本发明涉及图像识别领域,具体涉及一种视频人物提取方法及装置,所述视频人物提取方法包括:提取目标视频中包括人物图像的视频帧图像;对所述视频帧图像进行图像处理,获得人物特征信息,其中,人物特征信息包括人脸特征信息及人体特征信息;基于聚类算法对获得的人物特征信息进行聚类处理,得到所述目标视频中所包括的人物聚类结果。本发明提供的视频人物提取方法,分析提取视频内出现所有人物的特征信息,并根据提取的特征信息对视频内人物进行分类,可以有效识别视频图像中出现的人物。方便工作人员进行查找和筛选,节省了时间,提高了效率。

Description

视频人物提取方法及装置
技术领域
本发明涉及图像识别领域,具体而言,涉及一种视频人物提取方法及装置。
背景技术
社会现代化的过程中,新技术不断涌现,很多传统的方式被更先进的方式替代,原本不存在的技术也不断出现。目前,监控***已成为维护社会稳定、解决治安问题的重要工具。通过对重要地点的全方位监控,一旦发生意外情况,能够使管理人员迅速做出反馈,从而减少损失解决问题。通过对已存储视频的搜索回溯,可以确认事件发生过程,如果有违法犯罪行为,也可以借此锁定目标嫌疑人,将其画面与公安***中的信息进行比对从而确认其身份。

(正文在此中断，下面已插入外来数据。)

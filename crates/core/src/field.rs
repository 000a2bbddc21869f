//! Net force evaluation over the source set.
//!
//! The force at a query point is the sum of every source's contribution:
//! oscillation-modulated strength, quadratic-with-damping distance decay,
//! direction by source kind. Total arithmetic — the distance offset keeps the
//! result finite even at a source's own position.

use glam::DVec2;

use crate::config::EngineConfig;
use crate::source::{FieldSource, SourceKind};

/// Computes the net force vector at `point` for the given clock value.
///
/// Per source, with `d = point - source.pos`:
/// `dist = |d| + dist_offset`, `raw = strength_at(t) / (dist² * damping + 1)`,
/// and the direction rule of the kind (perpendicular, inward, outward)
/// applied to the unnormalized `d`, scaled by `force_scale`.
pub fn force_at(sources: &[FieldSource], point: DVec2, time: f64, cfg: &EngineConfig) -> DVec2 {
    sources.iter().fold(DVec2::ZERO, |acc, source| {
        let d = point - source.pos;
        let dist = d.length() + cfg.dist_offset;
        let raw = source.strength_at(time) / (dist * dist * cfg.damping + 1.0);
        let dir = match source.kind {
            SourceKind::Spin => DVec2::new(-d.y, d.x),
            SourceKind::Attract => -d,
            SourceKind::Repel => d,
        };
        acc + dir * raw * cfg.force_scale
    })
}

#[cfg(test)]
mod tests {
    use super::*;
    use crate::source::FieldSource;

    fn source(kind: SourceKind, strength: f64, x: f64, y: f64) -> FieldSource {
        FieldSource {
            pos: DVec2::new(x, y),
            vel: DVec2::ZERO,
            kind,
            base_strength: strength,
            freq: 0.0,
            phase: 0.0,
        }
    }

    #[test]
    fn no_sources_yields_zero_force() {
        let cfg = EngineConfig::default();
        let f = force_at(&[], DVec2::new(10.0, 20.0), 0.0, &cfg);
        assert_eq!(f, DVec2::ZERO);
    }

    #[test]
    fn force_is_finite_at_the_source_position_for_every_kind() {
        let cfg = EngineConfig::default();
        for kind in SourceKind::CYCLE {
            let s = source(kind, 200.0, 300.0, 300.0);
            let f = force_at(&[s], s.pos, 0.0, &cfg);
            assert!(f.x.is_finite() && f.y.is_finite(), "{kind:?} not finite");
        }
    }

    #[test]
    fn spin_force_is_perpendicular_to_the_radius_vector() {
        let cfg = EngineConfig::default();
        let s = source(SourceKind::Spin, 180.0, 100.0, 100.0);
        for (px, py) in [(250.0, 100.0), (100.0, 400.0), (37.0, 251.0)] {
            let p = DVec2::new(px, py);
            let f = force_at(&[s], p, 0.0, &cfg);
            let radial = p - s.pos;
            let dot = f.dot(radial);
            assert!(dot.abs() < 1e-9, "dot {dot} at ({px}, {py})");
            assert!(f.length() > 0.0, "spin force vanished at ({px}, {py})");
        }
    }

    #[test]
    fn attract_force_projects_inward_and_repel_outward() {
        let cfg = EngineConfig::default();
        let attract = source(SourceKind::Attract, 220.0, 500.0, 400.0);
        let repel = source(SourceKind::Repel, 220.0, 500.0, 400.0);
        for (px, py) in [(100.0, 100.0), (700.0, 500.0), (500.0, 50.0)] {
            let p = DVec2::new(px, py);
            let outward = p - DVec2::new(500.0, 400.0);

            let fa = force_at(&[attract], p, 0.0, &cfg);
            assert!(fa.dot(outward) < 0.0, "attract not inward at ({px}, {py})");

            let fr = force_at(&[repel], p, 0.0, &cfg);
            assert!(fr.dot(outward) > 0.0, "repel not outward at ({px}, {py})");
        }
    }

    #[test]
    fn negative_strength_reverses_the_direction_rule() {
        let cfg = EngineConfig::default();
        let r = source(SourceKind::Repel, -100.0, 0.0, 0.0);
        let p = DVec2::new(50.0, 0.0);
        let f = force_at(&[r], p, 0.0, &cfg);
        assert!(f.x < 0.0, "negative repel should pull inward, fx = {}", f.x);
    }

    #[test]
    fn force_decays_with_distance() {
        let cfg = EngineConfig::default();
        let s = source(SourceKind::Repel, 220.0, 0.0, 0.0);
        let near = force_at(&[s], DVec2::new(50.0, 0.0), 0.0, &cfg).length();
        let far = force_at(&[s], DVec2::new(800.0, 0.0), 0.0, &cfg).length();
        assert!(near > far, "near {near} should exceed far {far}");
    }

    #[test]
    fn contributions_sum_over_sources() {
        let cfg = EngineConfig::default();
        let a = source(SourceKind::Attract, 220.0, -50.0, 0.0);
        let b = source(SourceKind::Attract, 220.0, 50.0, 0.0);
        // Equal attractors cancel at the midpoint.
        let f = force_at(&[a, b], DVec2::ZERO, 0.0, &cfg);
        assert!(f.x.abs() < 1e-9 && f.y.abs() < 1e-9, "expected cancellation, got {f:?}");
    }

    #[test]
    fn oscillation_modulates_the_force_over_time() {
        let cfg = EngineConfig::default();
        let mut s = source(SourceKind::Repel, 220.0, 0.0, 0.0);
        s.freq = 1.0;
        let p = DVec2::new(100.0, 0.0);
        let f0 = force_at(&[s], p, 0.0, &cfg).length();
        let f1 = force_at(&[s], p, std::f64::consts::FRAC_PI_2, &cfg).length();
        assert!((f1 - f0).abs() > 1e-9, "oscillation had no effect");
    }

    mod proptests {
        use super::*;
        use proptest::prelude::*;

        fn any_coord() -> impl Strategy<Value = f64> {
            -2000.0_f64..2000.0
        }

        proptest! {
            #[test]
            fn force_is_always_finite(
                px in any_coord(),
                py in any_coord(),
                sx in any_coord(),
                sy in any_coord(),
                t in 0.0_f64..100.0,
            ) {
                let cfg = EngineConfig::default();
                for kind in SourceKind::CYCLE {
                    let mut s = source(kind, 220.0, sx, sy);
                    s.freq = 0.5;
                    s.phase = 1.0;
                    let f = force_at(&[s], DVec2::new(px, py), t, &cfg);
                    prop_assert!(f.x.is_finite() && f.y.is_finite());
                }
            }

            #[test]
            fn evaluation_is_deterministic(
                px in any_coord(),
                py in any_coord(),
                t in 0.0_f64..100.0,
            ) {
                let cfg = EngineConfig::default();
                let sources = [
                    source(SourceKind::Spin, 180.0, 100.0, 100.0),
                    source(SourceKind::Attract, 220.0, 600.0, 300.0),
                    source(SourceKind::Repel, -220.0, 300.0, 500.0),
                ];
                let p = DVec2::new(px, py);
                let a = force_at(&sources, p, t, &cfg);
                let b = force_at(&sources, p, t, &cfg);
                prop_assert!(a.x.to_bits() == b.x.to_bits());
                prop_assert!(a.y.to_bits() == b.y.to_bits());
            }
        }
    }
}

这一过程通常需要由工作人员进行长时间的查找和筛查。在现场了解情况后,确认事件发生的大概时间。根据这一信息,从监控***中调取当时的录像视频,然后进行进一步的查找。如果没有额外的信息来缩小搜索范围,这一过程中常常需要很长时间才能满足调查取证的需求,效率较低,人力成本很高。
发明内容
有鉴于此,本发明实施例的目的在于提供一种视频人物提取方法,以改善上述的问题。
本发明实施例的另一目的在于提供一种视频人物提取装置,以改善上述的问题。
本发明采用的技术方案如下:
本发明实施例提供了一种视频人物提取方法,所述视频人物提取方法包括:提取目标视频中包括人物图像的视频帧图像;对所述视频帧图像进行图像处理,获得人物特征信息,其中,人物特征信息包括人脸特征信息及人体特征信息;基于聚类算法对获得的人物特征信息进行聚类处理,得到所述目标视频中所包括的人物聚类结果。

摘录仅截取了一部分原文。